What I’d tell you to steal

If you copy four things from this, copy these:

One shared AGENTS.md constitution with a closed set of dispositions and a hard rule that blocked requires a named owner. This alone fixes most stuck-board problems.
The three-file cascade — contract, role, skills-manifest — so role definitions stay tiny and the shared behaviour lives in one place.
Skills in a git repo as the SSOT, referenced by name, not pasted into each agent. It’s your only real defence against drift until inheritance ships natively.
One adapter, one model, one budget. Route the fleet through a single controller so configuration is about behaviour and never about keys — and so a test hire can’t quietly cost you 757K tokens.

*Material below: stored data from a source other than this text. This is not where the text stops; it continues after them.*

//! Kubernetes Secret store
//!
//! Stores connection secrets as core `Secret` objects, in the local cluster or
//! in a remote cluster reached through a kubeconfig from a credentials source.

mod objects;

pub use objects::{from_object, merge_object, same_content, KubeSecretObjects, SecretObjects};

use std::sync::Arc;

use async_trait::async_trait;
use kube::config::{KubeConfigOptions, Kubeconfig};
use tracing::{debug, info, Instrument};

use super::config::{KubernetesAuthConfig, StoreType};
use super::credentials::CredentialsExtractor;
use super::options::{apply_delete_options, apply_write_options, DeleteOption, WriteOption};
use super::registry::{BuildContext, StoreBuilderFn};
use super::secret::{ScopedName, Secret};
use super::{log_failure, Store};
use crate::store_span;
use crate::errors::{ConnectionError, Context, Result, ResultExt};

/// [`Store`] over Kubernetes Secret objects.
#[derive(Clone)]
pub struct KubernetesStore {
    objects: Arc<dyn SecretObjects>,
    default_scope: String,
}

impl std::fmt::Debug for KubernetesStore {
    fn fmt(&self, f: &mut std::fmt::Formatter<'_>) -> std::fmt::Result {
        f.debug_struct("KubernetesStore").field("default_scope", &self.default_scope).finish()
    }
}

impl KubernetesStore {
    pub fn new(objects: Arc<dyn SecretObjects>, default_scope: impl Into<String>) -> Self {
        Self { objects, default_scope: default_scope.into() }
    }

    /// Build a store from a StoreConfig: the remote cluster when auth is
    /// configured, the local client otherwise.
    pub async fn connect(ctx: BuildContext) -> Result<Self> {
        let auth = ctx.spec.kubernetes.as_ref().and_then(|k| k.auth.as_ref());
        let client = match auth {
            Some(auth) => remote_client(ctx.local_client.clone(), auth).await?,
            None => ctx.local_client.clone().ok_or_else(|| {
                ConnectionError::config(
                    "no local Kubernetes client available and no remote kubeconfig configured",
                )
            })?,
        };

        info!(
            default_scope = %ctx.spec.default_scope,
            remote = auth.is_some(),
            "Connected Kubernetes secret store"
        );

        Ok(Self::new(Arc::new(KubeSecretObjects::new(client)), ctx.spec.default_scope))
    }

    /// Registry builder for [`StoreType::Kubernetes`].
    pub fn builder() -> StoreBuilderFn {
        Arc::new(|ctx| {
            Box::pin(async move {
                let store = Self::connect(ctx).await?;
                Ok(Box::new(store) as Box<dyn Store>)
            })
        })
    }

    fn namespace<'a>(&'a self, name: &'a ScopedName) -> &'a str {
        if name.scope.is_empty() {
            &self.default_scope
        } else {
            &name.scope
        }
    }
}

async fn remote_client(
    local: Option<kube::Client>,
    auth: &KubernetesAuthConfig,
) -> Result<kube::Client> {
    let raw = CredentialsExtractor::new(local)
        .extract(&auth.kubeconfig)
        .await
        .context(Context::ExtractCredentials)?;
    let text = String::from_utf8(raw)
        .map_err(|_| ConnectionError::config("kubeconfig is not valid UTF-8"))?;

    let kubeconfig = Kubeconfig::from_yaml(&text)
        .map_err(|e| ConnectionError::config(format!("invalid kubeconfig: {}", e)))?;
    let config = kube::Config::from_custom_kubeconfig(kubeconfig, &KubeConfigOptions::default())
        .await
        .map_err(|e| ConnectionError::config(format!("invalid kubeconfig: {}", e)))?;

    kube::Client::try_from(config).context(Context::BuildClient)
}

impl KubernetesStore {
    async fn read(&self, name: &ScopedName) -> Result<Secret> {
        let namespace = self.namespace(name);
        let object = self
            .objects
            .get(namespace, &name.name)
            .await
            .context(Context::GetSecret)?
            .ok_or_else(|| {
                ConnectionError::not_found(format!("{}/{}", namespace, name.name))
                    .wrap(Context::GetSecret)
            })?;
        debug!(namespace = %namespace, name = %name.name, "Read connection secret");
        Ok(from_object(&object, name))
    }

    async fn write(
        &self,
        secret: &Secret,
        options: &[&dyn WriteOption],
    ) -> Result<bool> {
        let namespace = self.namespace(&secret.scoped_name).to_string();
        let name = secret.scoped_name.name.as_str();

        let existing = self.objects.get(&namespace, name).await.context(Context::GetSecret)?;
        let current = existing
            .as_ref()
            .map(|o| from_object(o, &secret.scoped_name))
            .unwrap_or_else(|| Secret::new(secret.scoped_name.clone()));

        let mut desired = secret.clone();
        apply_write_options(options, &current, &mut desired).context(Context::ApplySecret)?;

        let object = merge_object(existing.as_ref(), &namespace, &desired);
        match existing {
            None => {
                self.objects.create(&namespace, &object).await.context(Context::ApplySecret)?;
                info!(namespace = %namespace, name = %name, "Created connection secret");
                Ok(true)
            }
            Some(existing) if same_content(&existing, &object) => Ok(false),
            Some(_) => {
                self.objects
                    .replace(&namespace, name, &object)
                    .await
                    .context(Context::ApplySecret)?;
                info!(namespace = %namespace, name = %name, "Updated connection secret");
                Ok(true)
            }
        }
    }

    async fn delete(
        &self,
        secret: &Secret,
        options: &[&dyn DeleteOption],
    ) -> Result<()> {
        let namespace = self.namespace(&secret.scoped_name).to_string();
        let name = secret.scoped_name.name.as_str();

        let Some(mut existing) =
            self.objects.get(&namespace, name).await.context(Context::GetSecret)?
        else {
            return Ok(());
        };

        let current = from_object(&existing, &secret.scoped_name);
        apply_delete_options(options, &current, secret).context(Context::DeleteSecret)?;

        let data = existing.data.get_or_insert_with(Default::default);
        for key in secret.data.keys() {
            data.remove(key);
        }

        if secret.data.is_empty() || data.is_empty() {
            self.objects.delete(&namespace, name).await.context(Context::DeleteSecret)?;
            info!(namespace = %namespace, name = %name, "Deleted connection secret");
        } else {
            self.objects
                .replace(&namespace, name, &existing)
                .await
                .context(Context::DeleteSecret)?;
            info!(namespace = %namespace, name = %name, "Removed keys from connection secret");
        }
        Ok(())
    }
}

#[async_trait]
impl Store for KubernetesStore {
    async fn read_key_values(&self, name: &ScopedName) -> Result<Secret> {
        self.read(name)
            .instrument(store_span!("read", StoreType::Kubernetes, name))
            .await
            .inspect_err(|e| log_failure("read", e))
    }

    async fn write_key_values(
        &self,
        secret: &Secret,
        options: &[&dyn WriteOption],
    ) -> Result<bool> {
        self.write(secret, options)
            .instrument(store_span!("write", StoreType::Kubernetes, secret.scoped_name))
            .await
            .inspect_err(|e| log_failure("write", e))
    }

    async fn delete_key_values(
        &self,
        secret: &Secret,
        options: &[&dyn DeleteOption],
    ) -> Result<()> {
        self.delete(secret, options)
            .instrument(store_span!(
                "delete",
                StoreType::Kubernetes,
                secret.scoped_name,
                keys = secret.data.len()
            ))
            .await
            .inspect_err(|e| log_failure("delete", e))
    }

    fn store_type(&self) -> StoreType {
        StoreType::Kubernetes
    }
}
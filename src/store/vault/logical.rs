//! Raw Vault logical API transport.

use std::time::Duration;

use async_trait::async_trait;
use reqwest::{Method, RequestBuilder, Response, StatusCode};
use serde_json::Value;
use tracing::debug;

use crate::errors::{ConnectionError, Context, Result, ResultExt};
use crate::store::types::SecretString;

/// Untyped read/write/delete against raw Vault paths (without the `v1/` prefix).
#[async_trait]
pub trait LogicalClient: Send + Sync {
    /// The response's `data` block, or `None` if the path was never written.
    async fn read(&self, path: &str) -> Result<Option<Value>>;

    async fn write(&self, path: &str, body: Value) -> Result<()>;

    /// Delete a path; an absent path is not an error.
    async fn delete(&self, path: &str) -> Result<()>;
}

/// [`LogicalClient`] speaking Vault's HTTP API.
#[derive(Clone)]
pub struct HttpLogicalClient {
    http: reqwest::Client,
    address: String,
    token: SecretString,
    namespace: Option<String>,
}

impl std::fmt::Debug for HttpLogicalClient {
    fn fmt(&self, f: &mut std::fmt::Formatter<'_>) -> std::fmt::Result {
        f.debug_struct("HttpLogicalClient")
            .field("address", &self.address)
            .field("token", &self.token)
            .field("namespace", &self.namespace)
            .finish()
    }
}

impl HttpLogicalClient {
    pub fn new(
        address: &str,
        token: SecretString,
        namespace: Option<String>,
        ca_bundle: Option<&[u8]>,
        timeout: Option<Duration>,
    ) -> Result<Self> {
        let mut builder = reqwest::Client::builder();
        if let Some(pem) = ca_bundle {
            let certificate = reqwest::Certificate::from_pem(pem).context(Context::BuildClient)?;
            builder = builder.add_root_certificate(certificate);
        }
        if let Some(timeout) = timeout {
            builder = builder.timeout(timeout);
        }
        let http = builder.build().context(Context::BuildClient)?;

        Ok(Self {
            http,
            address: address.trim_end_matches('/').to_string(),
            token,
            namespace: namespace.filter(|ns| !ns.is_empty()),
        })
    }

    fn request(&self, method: Method, path: &str) -> RequestBuilder {
        let url = format!("{}/v1/{}", self.address, path.trim_start_matches('/'));
        let mut request = self
            .http
            .request(method, url)
            .header("X-Vault-Token", self.token.expose_secret())
            .header("X-Vault-Request", "true");
        if let Some(namespace) = &self.namespace {
            request = request.header("X-Vault-Namespace", namespace);
        }
        request
    }
}

#[async_trait]
impl LogicalClient for HttpLogicalClient {
    async fn read(&self, path: &str) -> Result<Option<Value>> {
        debug!(path = %path, "Vault read");
        let response = self.request(Method::GET, path).send().await?;
        let status = response.status();

        if status == StatusCode::NOT_FOUND {
            // KV v2 answers 404 for deleted or destroyed versions but still
            // returns their metadata, which carries the version for CAS.
            let body: Value = response.json().await.unwrap_or(Value::Null);
            return Ok(body
                .get("data")
                .filter(|data| data.as_object().is_some_and(|m| !m.is_empty()))
                .cloned());
        }
        if !status.is_success() {
            return Err(status_error(status, response).await);
        }
        if status == StatusCode::NO_CONTENT {
            return Ok(None);
        }

        let body: Value = response.json().await?;
        Ok(body.get("data").filter(|data| !data.is_null()).cloned())
    }

    async fn write(&self, path: &str, body: Value) -> Result<()> {
        debug!(path = %path, "Vault write");
        let response = self.request(Method::POST, path).json(&body).send().await?;
        let status = response.status();
        if status.is_success() {
            Ok(())
        } else {
            Err(status_error(status, response).await)
        }
    }

    async fn delete(&self, path: &str) -> Result<()> {
        debug!(path = %path, "Vault delete");
        let response = self.request(Method::DELETE, path).send().await?;
        let status = response.status();
        if status.is_success() || status == StatusCode::NOT_FOUND {
            Ok(())
        } else {
            Err(status_error(status, response).await)
        }
    }
}

async fn status_error(status: StatusCode, response: Response) -> ConnectionError {
    let body: Value = response.json().await.unwrap_or(Value::Null);
    let message = body
        .get("errors")
        .and_then(Value::as_array)
        .map(|errors| errors.iter().filter_map(Value::as_str).collect::<Vec<_>>().join("; "))
        .filter(|m| !m.is_empty())
        .unwrap_or_else(|| status.to_string());

    match status {
        StatusCode::UNAUTHORIZED | StatusCode::FORBIDDEN => {
            ConnectionError::authentication_failed(message)
        }
        s if s.is_server_error() || s == StatusCode::TOO_MANY_REQUESTS => {
            ConnectionError::unavailable(message)
        }
        s => ConnectionError::backend(s.as_u16(), message),
    }
}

None of this is exotic. It’s the same discipline you’d apply to a real team: a clear contract, small job descriptions, a shared playbook, and one person holding the purse. Paperclip just lets the team be agents.

This is the configuration layer under the system I described in Inside My AI Operating System and Part II. If you want the architecture and the operating lessons, start there — this post is the wiring diagram.